Sorti le 11 décembre 2020

Taylor Swift a été généreuse en 2020, ne lançant pas un, mais bien deux albums surprises cette même année. On ne cache pas notre amour pour Folklore, mais Evermore, dont les chansons ont été composées par la suite en réponse au succès du premier, n’a pas eu le même effet instantané sur nous et cela aura pris beaucoup d’autres écoutes pour l’apprivoiser.

Car le marketing des deux albums veut qu’ils soient «frères» en plus d’être tous deux considérés comme une parenthèse folk dans la carrière de Taylor Swift. Or, Evermore semble ratisser beaucoup large dans ses choix de registres, tout en continuant de miser sur des refrains extrêmement pop qui rendent les chansons irrésistiblement accrocheuses, quoiqu’un tantinet prévisibles.

La première de l’album, Willow, est aussi le premier extrait de l’album. Sans être mauvaise, elle peine à se faire mémorable à nos oreilles (on assume notre position même si le single a été numéro 1 aux États-Unis, ce qui n’est pas un gage de qualité de toute façon). Les arrangements sont corrects sans être éclatants, et la mélodie est réussie sans vraiment se démarquer du reste de l’album qui a beaucoup mieux à offrir. Le son de la chanson est quand même bien représentatif de l’album, ce qui justifie quand même sa place en tout début d’opus. Au contraire, on se laisse embarquer par l’excellente Champagne Problems : beaucoup plus minimaliste, la chanson repose essentiellement sur la formule piano-voix avec un peu de guitare. Cela laisse donc toute la place à la mélodie et les paroles de Swift, qui a le don pour les ballades sentimentales et ne fait pas exception ici.

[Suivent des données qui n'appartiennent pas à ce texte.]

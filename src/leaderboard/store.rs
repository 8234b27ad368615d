//! Leaderboard store boundary
//!
//! The remote store is a key-value map read as a one-shot snapshot and
//! written one entry at a time. Futures here are single-threaded (`!Send`).

use std::cell::{Cell, RefCell};
use std::fmt;
use std::fs;
use std::path::{Path, PathBuf};

use super::{LeaderboardEntry, Snapshot};

/// Errors talking to the leaderboard store
#[derive(Debug)]
pub enum StoreError {
    Io(std::io::Error),
    Parse(serde_json::Error),
    Unavailable,
}

impl fmt::Display for StoreError {
    fn fmt(&self, f: &mut fmt::Formatter<'_>) -> fmt::Result {
        match self {
            StoreError::Io(e) => write!(f, "leaderboard I/O error: {e}"),
            StoreError::Parse(e) => write!(f, "leaderboard data is malformed: {e}"),
            StoreError::Unavailable => write!(f, "leaderboard store unavailable"),
        }
    }
}

impl std::error::Error for StoreError {
    fn source(&self) -> Option<&(dyn std::error::Error + 'static)> {
        match self {
            StoreError::Io(e) => Some(e),
            StoreError::Parse(e) => Some(e),
            StoreError::Unavailable => None,
        }
    }
}

impl From<std::io::Error> for StoreError {
    fn from(e: std::io::Error) -> Self {
        StoreError::Io(e)
    }
}

impl From<serde_json::Error> for StoreError {
    fn from(e: serde_json::Error) -> Self {
        StoreError::Parse(e)
    }
}

/// Read/write access to the score store
#[allow(async_fn_in_trait)]
pub trait LeaderboardStore {
    /// Snapshot of every stored entry
    async fn read_once(&self) -> Result<Snapshot, StoreError>;

    /// Store one entry under `key`
    ///
    /// Keys are submission timestamps in milliseconds. Writing to a key that
    /// already exists replaces its entry, so two submissions landing in the
    /// same millisecond keep only the later one.
    async fn write(&self, key: &str, entry: &LeaderboardEntry) -> Result<(), StoreError>;
}

/// In-process store
#[derive(Debug, Default)]
pub struct MemoryStore {
    entries: RefCell<Snapshot>,
    unavailable: Cell<bool>,
}

impl MemoryStore {
    pub fn new() -> Self {
        Self::default()
    }

    /// Seed with entries keyed by their timestamps
    pub fn from_entries(entries: impl IntoIterator<Item = LeaderboardEntry>) -> Self {
        let store = Self::new();
        store.entries.borrow_mut().extend(
            entries
                .into_iter()
                .map(|e| (e.timestamp.to_string(), e)),
        );
        store
    }

    /// Make every read and write fail (simulates losing the connection)
    pub fn set_unavailable(&self, unavailable: bool) {
        self.unavailable.set(unavailable);
    }

    pub fn len(&self) -> usize {
        self.entries.borrow().len()
    }

    pub fn is_empty(&self) -> bool {
        self.entries.borrow().is_empty()
    }

    pub fn get(&self, key: &str) -> Option<LeaderboardEntry> {
        self.entries.borrow().get(key).cloned()
    }
}

impl LeaderboardStore for MemoryStore {
    async fn read_once(&self) -> Result<Snapshot, StoreError> {
        if self.unavailable.get() {
            return Err(StoreError::Unavailable);
        }
        Ok(self.entries.borrow().clone())
    }

    async fn write(&self, key: &str, entry: &LeaderboardEntry) -> Result<(), StoreError> {
        if self.unavailable.get() {
            return Err(StoreError::Unavailable);
        }
        if self
            .entries
            .borrow_mut()
            .insert(key.to_string(), entry.clone())
            .is_some()
        {
            log::warn!("Replaced leaderboard entry {}", key);
        }
        Ok(())
    }
}

/// Store backed by a JSON object on disk
#[derive(Debug, Clone)]
pub struct JsonFileStore {
    path: PathBuf,
}

impl JsonFileStore {
    pub fn new(path: impl Into<PathBuf>) -> Self {
        Self { path: path.into() }
    }

    pub fn path(&self) -> &Path {
        &self.path
    }

    fn load(&self) -> Result<Snapshot, StoreError> {
        if !self.path.exists() {
            return Ok(Snapshot::new());
        }
        let json = fs::read_to_string(&self.path)?;
        if json.trim().is_empty() {
            return Ok(Snapshot::new());
        }
        Ok(serde_json::from_str(&json)?)
    }
}

impl LeaderboardStore for JsonFileStore {
    async fn read_once(&self) -> Result<Snapshot, StoreError> {
        let snapshot = self.load()?;
        log::debug!("Read {} leaderboard entries", snapshot.len());
        Ok(snapshot)
    }

    async fn write(&self, key: &str, entry: &LeaderboardEntry) -> Result<(), StoreError> {
        let mut snapshot = self.load()?;
        if snapshot.insert(key.to_string(), entry.clone()).is_some() {
            log::warn!("Replaced leaderboard entry {}", key);
        }
        let json = serde_json::to_string_pretty(&snapshot)?;
        fs::write(&self.path, json)?;
        log::info!("Leaderboard saved ({} entries)", snapshot.len());
        Ok(())
    }
}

Gold Rush revient à un registre pop plus chargé. On aurait préféré des arrangements plus feutrés pour mieux «fitter» avec le reste de l’album, mais la chanson a de mémorable le fait que le titre du précédent album, Folklore, est mentionné. ‘Tis the Damn Season réussit mieux avec un folk discret, laissant toute la place à la chanteuse en pleine forme. Celle-ci livre des paroles très inspirées, livrant en quelque sorte l’envers du décor d’un film de Noël fait par Hallmark. Tolerate It appuie aussi sur les bons boutons, avec une ballade piano-voix, qui a toutefois de particulier d’être dans une signature inhabituelle (10/8), qui ne saute pas nécessairement aux oreilles tout de suite, mais qui explique certains passages où la mélodie est un peu plus difficile à suivre.

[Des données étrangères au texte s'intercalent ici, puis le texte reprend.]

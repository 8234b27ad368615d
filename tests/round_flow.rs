//! End-to-end round flow through the public session API

use orbit_hit::Session;
use orbit_hit::consts::INITIAL_DIR;
use orbit_hit::feedback::{RecordingFeedback, Signal};
use orbit_hit::identity::AnonymousIdentity;
use orbit_hit::leaderboard::{JsonFileStore, LeaderboardStore, MemoryStore};
use orbit_hit::sim::{GameEvent, NameKey, Screen, is_on_target};

/// Tick in small steps until the ball sits on (or off) the target
fn run_until<S, I>(session: &Session<S, I, RecordingFeedback>, on_target: bool)
where
    S: LeaderboardStore + 'static,
    I: orbit_hit::identity::IdentityProvider + 'static,
{
    for _ in 0..100_000 {
        if is_on_target(&session.state()) == on_target {
            return;
        }
        session.tick(4.0);
    }
    panic!("ball never reached the requested position");
}

#[test]
fn three_hits_then_qualifying_miss() {
    let session = Session::new(
        2024,
        MemoryStore::new(),
        AnonymousIdentity::new(5),
        RecordingFeedback::default(),
    );
    pollster::block_on(session.sign_in());

    assert_eq!(session.state().screen, Screen::Instructions);
    assert_eq!(session.activate().0, GameEvent::Started);
    assert_eq!(session.state().screen, Screen::Playing);

    for expected in 1..=3 {
        run_until(&session, true);
        let (event, task) = session.activate();
        assert_eq!(event, GameEvent::Hit { score: expected });
        assert!(task.is_none());
    }
    assert_eq!(session.state().score, 3);
    // Flipped three times from the start
    assert_eq!(session.state().dir, -INITIAL_DIR);

    session.shared_state().borrow_mut().score = 11;
    run_until(&session, false);
    let (event, task) = session.activate();
    assert!(matches!(event, GameEvent::Miss { score: 11, screen: Screen::NameEntry, .. }));
    assert_eq!(session.state().screen, Screen::NameEntry);
    let task = task.expect("rank lookup issued");

    pollster::block_on(task);
    assert_eq!(session.state().rank, Some(1));
    assert!(session.state().confetti);
    assert_eq!(
        session.feedback().signals(),
        vec![Signal::Hit, Signal::Hit, Signal::Hit, Signal::Miss, Signal::Celebrate]
    );
}

#[test]
fn submitted_score_lands_in_file_store() {
    let dir = tempfile::tempdir().unwrap();
    let path = dir.path().join("leaderboard.json");

    let session = Session::new(
        7,
        JsonFileStore::new(&path),
        AnonymousIdentity::new(8),
        RecordingFeedback::default(),
    );
    pollster::block_on(session.sign_in());
    session.activate();

    session.shared_state().borrow_mut().score = 25;
    run_until(&session, false);
    let task = session.activate().1.unwrap();
    pollster::block_on(task);

    for key in ["Backspace", "J", "o", "Shift", "e"] {
        session.edit_name(NameKey::from_key(key));
    }
    assert_eq!(session.state().name, "Joe");
    pollster::block_on(session.submit_typed_name().unwrap());
    assert_eq!(session.state().screen, Screen::GameOver);

    let snapshot = pollster::block_on(JsonFileStore::new(&path).read_once()).unwrap();
    assert_eq!(snapshot.len(), 1);
    let entry = snapshot.values().next().unwrap();
    assert_eq!(entry.name, "Joe");
    assert_eq!(entry.score, 25);
    assert_eq!(entry.timestamp.to_string(), *snapshot.keys().next().unwrap());

    // Restart keeps identity, clears the round
    let identity = session.state().identity.clone();
    session.restart();
    let state = session.state();
    assert_eq!(state.screen, Screen::Playing);
    assert_eq!(state.score, 0);
    assert!(state.particles.is_empty());
    assert_eq!(state.identity, identity);
}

Taylor Swift fait un retour à ses racines avec No Body, No Crime, une chanson baignant dans l’Americana et le country. Pour l’occasion, elle invite aussi le groupe Haim à participer à l’enregistrement. Même s’il s’agit du deuxième single de l’album, on ne trouve pas la chanson particulièrement mémorable, même si elle utilise des paroles assez répétitives pour rester en tête facilement. La collaboration avec Haim n’est aussi pas si apparente qu’elle aurait pu l’être. On assume que cela reste une chanson bonbon pour ceux qui suivaient Swift depuis ses débuts. Happiness revient dans un registre plus ambiant et minimal, mais ne parvient pas à nous accrocher comme les meilleures de l’album réussissent à faire. On passe rapidement à la suivante, Dorothea, dans un registre country folk, qui, malgré nos réserves, donne un résultat plutôt intéressant.

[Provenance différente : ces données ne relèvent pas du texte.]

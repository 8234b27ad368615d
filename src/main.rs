//! Orbit Hit headless runner
//!
//! Plays one round with a simple autopilot against a JSON leaderboard file:
//! presses whenever the ball overlaps the target until it has enough hits,
//! then presses off target to end the round.

use std::path::PathBuf;

use clap::Parser;

use orbit_hit::{Session, now_unix_ms};
use orbit_hit::feedback::{GatedFeedback, LogFeedback};
use orbit_hit::identity::AnonymousIdentity;
use orbit_hit::leaderboard::JsonFileStore;
use orbit_hit::settings::Settings;
use orbit_hit::sim::{GameEvent, Screen, is_on_target};

/// Give up on a round that never lines up
const MAX_FRAMES: u32 = 200_000;

#[derive(Parser)]
#[command(name = "orbit-hit")]
#[command(about = "Play a headless round of Orbit Hit against a local leaderboard")]
struct Args {
    /// Hits to land before deliberately missing
    #[arg(long, default_value_t = 12)]
    hits: u32,

    /// RNG seed (defaults to the current time)
    #[arg(long)]
    seed: Option<u64>,

    /// Leaderboard file
    #[arg(long, default_value = "leaderboard.json")]
    board: PathBuf,

    /// Name to submit if the round qualifies
    #[arg(long, default_value = "AUTO")]
    name: String,

    /// Settings file
    #[arg(long, default_value = "settings.json")]
    settings: PathBuf,

    /// Simulated frame length in milliseconds
    #[arg(long, default_value_t = 16.0)]
    frame_ms: f32,
}

fn main() {
    env_logger::Builder::from_env(env_logger::Env::default().default_filter_or("info")).init();

    let args = Args::parse();
    let seed = args.seed.unwrap_or_else(now_unix_ms);
    log::info!("Orbit Hit starting with seed {}", seed);

    let settings = Settings::load(&args.settings);
    let session = Session::new(
        seed,
        JsonFileStore::new(&args.board),
        AnonymousIdentity::new(seed),
        GatedFeedback::new(LogFeedback, settings),
    );

    pollster::block_on(session.sign_in());
    session.activate();

    let mut rank_task = None;
    for _ in 0..MAX_FRAMES {
        session.tick(args.frame_ms);

        let (on_target, score) = {
            let state = session.state();
            (is_on_target(&state), state.score)
        };
        let wants_hit = score < args.hits;
        if on_target != wants_hit {
            continue;
        }
        match session.activate() {
            (GameEvent::Miss { .. }, task) => {
                rank_task = task;
                break;
            }
            (GameEvent::Hit { score }, _) => log::info!("Hit #{}", score),
            _ => {}
        }
    }

    let Some(task) = rank_task else {
        log::error!("Round did not finish within {} frames", MAX_FRAMES);
        std::process::exit(1);
    };
    pollster::block_on(task);

    if session.state().screen == Screen::NameEntry {
        match session.submit_name(&args.name) {
            Some(task) => pollster::block_on(task),
            None => log::warn!("Could not submit name {:?}", args.name),
        }
    }

    let state = session.state();
    println!("Final score: {}", state.score);
    match state.rank {
        Some(rank) => println!("Rank: #{}{}", rank, if state.confetti { " 🎉" } else { "" }),
        None => println!("Rank: unavailable"),
    }
    drop(state);

    if let Some(task) = session.toggle_leaderboard() {
        pollster::block_on(task);
    }
    for (i, entry) in session.state().board.iter().enumerate() {
        println!("{:>2}. {:<10} {}", i + 1, entry.name, entry.score);
    }
}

Le troisième et dernier extrait de l’album est Coney Island, cette fois avec la participation de The National. Il faut dire que les frères Dessner étaient déjà impliqués dans la production de l’album, alors ils n’ont eu qu’à convaincre leur chanteur Matt Berninger de faire un duo avec Taylor Swift. Le résultat est touchant, avec deux voix qui se marient très bien ensemble et arrivent à raconter une histoire crédible, qui est d’une certaine façon l’inverse de la chanson Exile du précédent album, que l’on avait aussi beaucoup appréciée.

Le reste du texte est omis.